55.2 Under Article 19 of the Directive a Member State may ask the Commission to propose to the Council a new or extended derogation. If the Commission makes such a proposal it is decided by the Council unanimously.

The document

55.3 As required by the Directive the Commission has conducted a review of the current derogations and sets out in this Communication its view on whether or not these derogations should be allowed to continue beyond 2006. It considers derogations in four categories:

  • derogations relating to situations outside the scope of the Directive. Five current derogations involve the non-fuel use of energy products and the Commission suggests that, since such use is outside the scope of the Directive, there is no need for these derogations to be considered;
  • derogations which have become obsolete. The Commission says that at least eight derogations were no longer being applied and therefore could be allowed to expire;
  • current derogations the objectives of which are taken into account through the flexibility offered by the general provisions of the Directive. The Commission says many of these derogations are no longer needed because they allow Member States to apply a specific tax treatment that is covered by the provisions of the Directive, but some Member States may have to make some adjustments to their tax treatment in order to ensure that it is totally in line with the Directive. The Government's duty incentive for biodiesel and bioethanol falls into this category, but would not require adjustment; and
  • derogations concerned with objectives not taken into account by the general provisions of the Directive. The Commission reports 35 derogations which, following expiry of the derogations at the end of 2006, would have no legal basis under the Directive. These derogations cover:
    • fuel used by private pleasure air navigation;
    • fuel used for navigation in private pleasure craft;
    • waste oil reused as fuel;
    • specific policy purposes in certain geographical areas; and
    • miscellaneous purposes.

The Government holds derogations in the first three of these sub-categories.
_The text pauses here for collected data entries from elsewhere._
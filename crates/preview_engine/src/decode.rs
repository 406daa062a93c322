use chardetng::EncodingDetector;
use encoding_rs::Encoding;

const META_SNIFF_BYTES: usize = 1024;

#[derive(Debug, Clone, PartialEq, Eq)]
pub struct DecodedHtml {
    pub html: String,
    pub encoding_label: String,
    /// Malformed sequences were replaced with U+FFFD.
    pub lossy: bool,
}

/// Decode raw bytes into UTF-8 using: BOM -> Content-Type charset -> `<meta charset>` -> chardetng.
///
/// Never fails: undecodable sequences become replacement characters and
/// `lossy` is set.
pub fn decode_html(bytes: &[u8], content_type: Option<&str>) -> DecodedHtml {
    if let Some((encoding, _)) = Encoding::for_bom(bytes) {
        return decode_with(bytes, encoding);
    }

    if let Some(enc) = content_type
        .and_then(charset_from_content_type)
        .and_then(|label| Encoding::for_label(label.as_bytes()))
    {
        return decode_with(bytes, enc);
    }

    // A UTF-16 label in a meta tag means UTF-8, the bytes being ASCII-compatible.
    if let Some(enc) = charset_from_meta(bytes)
        .and_then(|label| Encoding::for_label(label.as_bytes()))
        .map(Encoding::output_encoding)
    {
        return decode_with(bytes, enc);
    }

    let mut detector = EncodingDetector::new();
    detector.feed(bytes, true);
    let enc = detector.guess(None, true);
    decode_with(bytes, enc)
}

fn charset_from_content_type(content_type: &str) -> Option<String> {
    content_type.split(';').find_map(|part| {
        let (key, value) = part.split_once('=')?;
        if key.trim().eq_ignore_ascii_case("charset") {
            Some(value.trim().trim_matches(['"', '\'']).to_string())
        } else {
            None
        }
    })
}

/// Looks for `charset=` inside the first kilobyte, covering both
/// `<meta charset="x">` and the `http-equiv` form.
fn charset_from_meta(bytes: &[u8]) -> Option<String> {
    let head = &bytes[..bytes.len().min(META_SNIFF_BYTES)];
    let head = String::from_utf8_lossy(head).to_ascii_lowercase();
    let start = head.find("charset=")? + "charset=".len();
    let label: String = head[start..]
        .trim_start_matches(['"', '\''])
        .chars()
        .take_while(|c| c.is_ascii_alphanumeric() || matches!(c, '-' | '_' | ':' | '.'))
        .collect();
    (!label.is_empty()).then_some(label)
}

fn decode_with(bytes: &[u8], enc: &'static Encoding) -> DecodedHtml {
    let (text, used, had_errors) = enc.decode(bytes);
    DecodedHtml {
        html: text.into_owned(),
        encoding_label: used.name().to_string(),
        lossy: had_errors,
    }
}

#[cfg(test)]
mod tests {
    use super::*;

    #[test]
    fn meta_charset_is_honoured() {
        let bytes = b"<html><head><meta charset=\"windows-1252\"></head><body>caf\xe9</body></html>";
        let decoded = decode_html(bytes, Some("text/html"));
        assert_eq!(decoded.encoding_label, "windows-1252");
        assert!(decoded.html.contains("caf\u{e9}"));
        assert!(!decoded.lossy);
    }

    #[test]
    fn header_charset_parsing_handles_quotes_and_case() {
        assert_eq!(
            charset_from_content_type("text/html; Charset=\"ISO-8859-1\""),
            Some("ISO-8859-1".to_string())
        );
        assert_eq!(charset_from_content_type("text/html"), None);
    }

    #[test]
    fn invalid_utf8_is_replaced_not_rejected() {
        let decoded = decode_html(b"ok \xff\xfe\xfd", Some("text/html; charset=utf-8"));
        assert!(decoded.lossy);
        assert!(decoded.html.starts_with("ok "));
    }
}
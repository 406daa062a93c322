//! Bookmark sources: browser exports parsed into an ordered list of
//! [`Bookmark`]s, plus folder selection and de-duplication.
//!
//! Parsers take the file contents; reading the file is up to the caller.

use std::collections::HashSet;

use scraper::{ElementRef, Html, Selector};
use serde::Deserialize;
use thiserror::Error;
use url::Url;

#[derive(Debug, Clone, PartialEq, Eq)]
pub struct Bookmark {
    pub url: String,
    pub title: Option<String>,
    /// Folder names from the outermost folder inwards.
    pub folder: Vec<String>,
}

impl Bookmark {
    pub fn new(url: impl Into<String>) -> Self {
        Self {
            url: url.into(),
            title: None,
            folder: Vec::new(),
        }
    }

    pub fn folder_path(&self) -> String {
        self.folder.join("/")
    }
}

#[derive(Debug, Error)]
pub enum BookmarkError {
    #[error("not a bookmark export: {0}")]
    Format(String),
    #[error("invalid bookmarks json: {0}")]
    Json(#[from] serde_json::Error),
}

#[derive(Debug, Clone, Copy, PartialEq, Eq)]
pub enum BookmarkFormat {
    /// Netscape bookmark file, as exported by every major browser.
    NetscapeHtml,
    /// Chrome's `Bookmarks` profile file.
    ChromeJson,
    /// One URL per line; blank lines and `#` comments are skipped.
    UrlList,
}

impl BookmarkFormat {
    pub fn parse(self, text: &str) -> Result<Vec<Bookmark>, BookmarkError> {
        match self {
            BookmarkFormat::NetscapeHtml => parse_netscape_html(text),
            BookmarkFormat::ChromeJson => parse_chrome_json(text),
            BookmarkFormat::UrlList => Ok(parse_url_list(text)),
        }
    }
}

/// Parses a Netscape bookmark export. Folder paths follow the nesting of
/// `<DL>` lists under their `<H3>` headings. Only http(s) links are kept.
pub fn parse_netscape_html(html: &str) -> Result<Vec<Bookmark>, BookmarkError> {
    let document = Html::parse_document(html);
    let lists = selector("dl")?;
    if document.select(&lists).next().is_none() {
        return Err(BookmarkError::Format("no <DL> bookmark list".to_string()));
    }

    let anchors = selector("a[href]")?;
    let bookmarks = document
        .select(&anchors)
        .filter_map(|anchor| {
            let href = anchor.value().attr("href")?.trim();
            if !is_web_url(href) {
                return None;
            }
            Some(Bookmark {
                url: href.to_string(),
                title: collapse_text(anchor),
                folder: folder_path(anchor),
            })
        })
        .collect();
    Ok(bookmarks)
}

fn selector(css: &str) -> Result<Selector, BookmarkError> {
    Selector::parse(css).map_err(|err| BookmarkError::Format(err.to_string()))
}

fn folder_path(anchor: ElementRef<'_>) -> Vec<String> {
    let mut path: Vec<String> = anchor
        .ancestors()
        .filter_map(ElementRef::wrap)
        .filter(|element| element.value().name() == "dl")
        .filter_map(folder_heading)
        .collect();
    path.reverse();
    path
}

/// The `<H3>` directly before a `<DL>` names the folder it holds.
fn folder_heading(list: ElementRef<'_>) -> Option<String> {
    list.prev_siblings()
        .filter_map(ElementRef::wrap)
        .find(|element| element.value().name() != "p")
        .filter(|element| element.value().name() == "h3")
        .and_then(collapse_text)
}

fn collapse_text(element: ElementRef<'_>) -> Option<String> {
    let text = element
        .text()
        .flat_map(str::split_whitespace)
        .collect::<Vec<_>>()
        .join(" ");
    (!text.is_empty()).then_some(text)
}

#[derive(Deserialize)]
struct ChromeFile {
    roots: ChromeRoots,
}

#[derive(Deserialize)]
struct ChromeRoots {
    bookmark_bar: Option<ChromeNode>,
    other: Option<ChromeNode>,
    synced: Option<ChromeNode>,
}

#[derive(Deserialize)]
struct ChromeNode {
    #[serde(rename = "type", default)]
    kind: String,
    #[serde(default)]
    name: String,
    url: Option<String>,
    #[serde(default)]
    children: Vec<ChromeNode>,
}

/// Parses Chrome's `Bookmarks` JSON. Roots are visited bookmark bar, other,
/// synced; each root's name is the first folder segment.
pub fn parse_chrome_json(json: &str) -> Result<Vec<Bookmark>, BookmarkError> {
    let file: ChromeFile = serde_json::from_str(json)?;
    let mut bookmarks = Vec::new();
    for root in [file.roots.bookmark_bar, file.roots.other, file.roots.synced]
        .into_iter()
        .flatten()
    {
        walk_chrome_node(&root, &mut Vec::new(), &mut bookmarks);
    }
    Ok(bookmarks)
}

fn walk_chrome_node(node: &ChromeNode, path: &mut Vec<String>, out: &mut Vec<Bookmark>) {
    match (node.kind.as_str(), &node.url) {
        ("url", Some(url)) => {
            let url = url.trim();
            if is_web_url(url) {
                let name = node.name.trim();
                out.push(Bookmark {
                    url: url.to_string(),
                    title: (!name.is_empty()).then(|| name.to_string()),
                    folder: path.clone(),
                });
            }
        }
        _ => {
            path.push(node.name.trim().to_string());
            for child in &node.children {
                walk_chrome_node(child, path, out);
            }
            path.pop();
        }
    }
}

pub fn parse_url_list(text: &str) -> Vec<Bookmark> {
    text.lines()
        .map(str::trim)
        .filter(|line| !line.is_empty() && !line.starts_with('#'))
        .map(Bookmark::new)
        .collect()
}

/// Keeps bookmarks inside the named folder, subfolders included.
///
/// A query containing `/` must match a folder path from the top; otherwise
/// any folder with that name matches. Comparison ignores case. An empty query
/// keeps everything.
pub fn select_folder(bookmarks: &[Bookmark], query: &str) -> Vec<Bookmark> {
    let wanted: Vec<String> = query
        .split('/')
        .map(str::trim)
        .filter(|segment| !segment.is_empty())
        .map(str::to_lowercase)
        .collect();
    if wanted.is_empty() {
        return bookmarks.to_vec();
    }
    let by_path = query.contains('/');

    bookmarks
        .iter()
        .filter(|bookmark| {
            let folder: Vec<String> = bookmark.folder.iter().map(|s| s.to_lowercase()).collect();
            if by_path {
                folder.starts_with(&wanted)
            } else {
                folder.iter().any(|segment| *segment == wanted[0])
            }
        })
        .cloned()
        .collect()
}

/// Drops later bookmarks whose URL normalises to one already seen.
pub fn dedupe(bookmarks: Vec<Bookmark>) -> Vec<Bookmark> {
    let mut seen = HashSet::new();
    bookmarks
        .into_iter()
        .filter(|bookmark| {
            let key = normalize_url_for_dedupe(&bookmark.url)
                .unwrap_or_else(|| bookmark.url.trim().to_string());
            seen.insert(key)
        })
        .collect()
}

/// Scheme and host lower-cased, default port dropped, fragment stripped and
/// query pairs sorted. `None` for anything that is not an http(s) URL.
pub fn normalize_url_for_dedupe(raw: &str) -> Option<String> {
    let trimmed = raw.trim();
    let mut url = Url::parse(trimmed)
        .or_else(|_| Url::parse(&format!("https://{trimmed}")))
        .ok()?;
    if !matches!(url.scheme(), "http" | "https") || url.host_str().is_none_or(str::is_empty) {
        return None;
    }
    url.set_fragment(None);
    let mut pairs: Vec<(String, String)> = url
        .query_pairs()
        .map(|(k, v)| (k.into_owned(), v.into_owned()))
        .collect();
    if pairs.is_empty() {
        url.set_query(None);
    } else {
        pairs.sort();
        url.query_pairs_mut().clear().extend_pairs(pairs);
    }
    Some(url.to_string())
}

fn is_web_url(raw: &str) -> bool {
    Url::parse(raw).is_ok_and(|url| matches!(url.scheme(), "http" | "https"))
}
55.4 The Commission's view is that the expiry of most of the derogations should be seen as an opportunity to achieve greater transparency and greater coherence in the energy tax legislation. It asks Member States to assess in the light of the Communication whether they wish to continue to seek renewal of any of their derogations. The Commission would assess any such requests on their own merits, taking into account the proper functioning of the internal market, as well as Community environmental, energy and transport policies.

The Government's view

55.5 The Paymaster General (Dawn Primarolo) says that the following derogations need to be renewed if the current Government duty treatment is to continue:

  • fuel used in navigation in private pleasure craft (shared by four Member States, including Ireland and Finland);
  • fuel used in private pleasure air navigation (shared by seven Member States, including France and Italy); and
  • waste oils reused as fuel (shared by ten Member States, including France and Spain).

She says that the Government confirmed in the 2006 Budget that it would apply for renewal of all three derogations. The Minister adds that the Government believes there is a credible case for renewal of these derogations and will shortly make formal applications for their renewal.


55.6 In clearing this document we draw it to the attention of the House, since renewal of the relevant derogations is fundamental to the Government's current duty regime for fuel used for private pleasure craft and aircraft and for waste oil reused as fuel.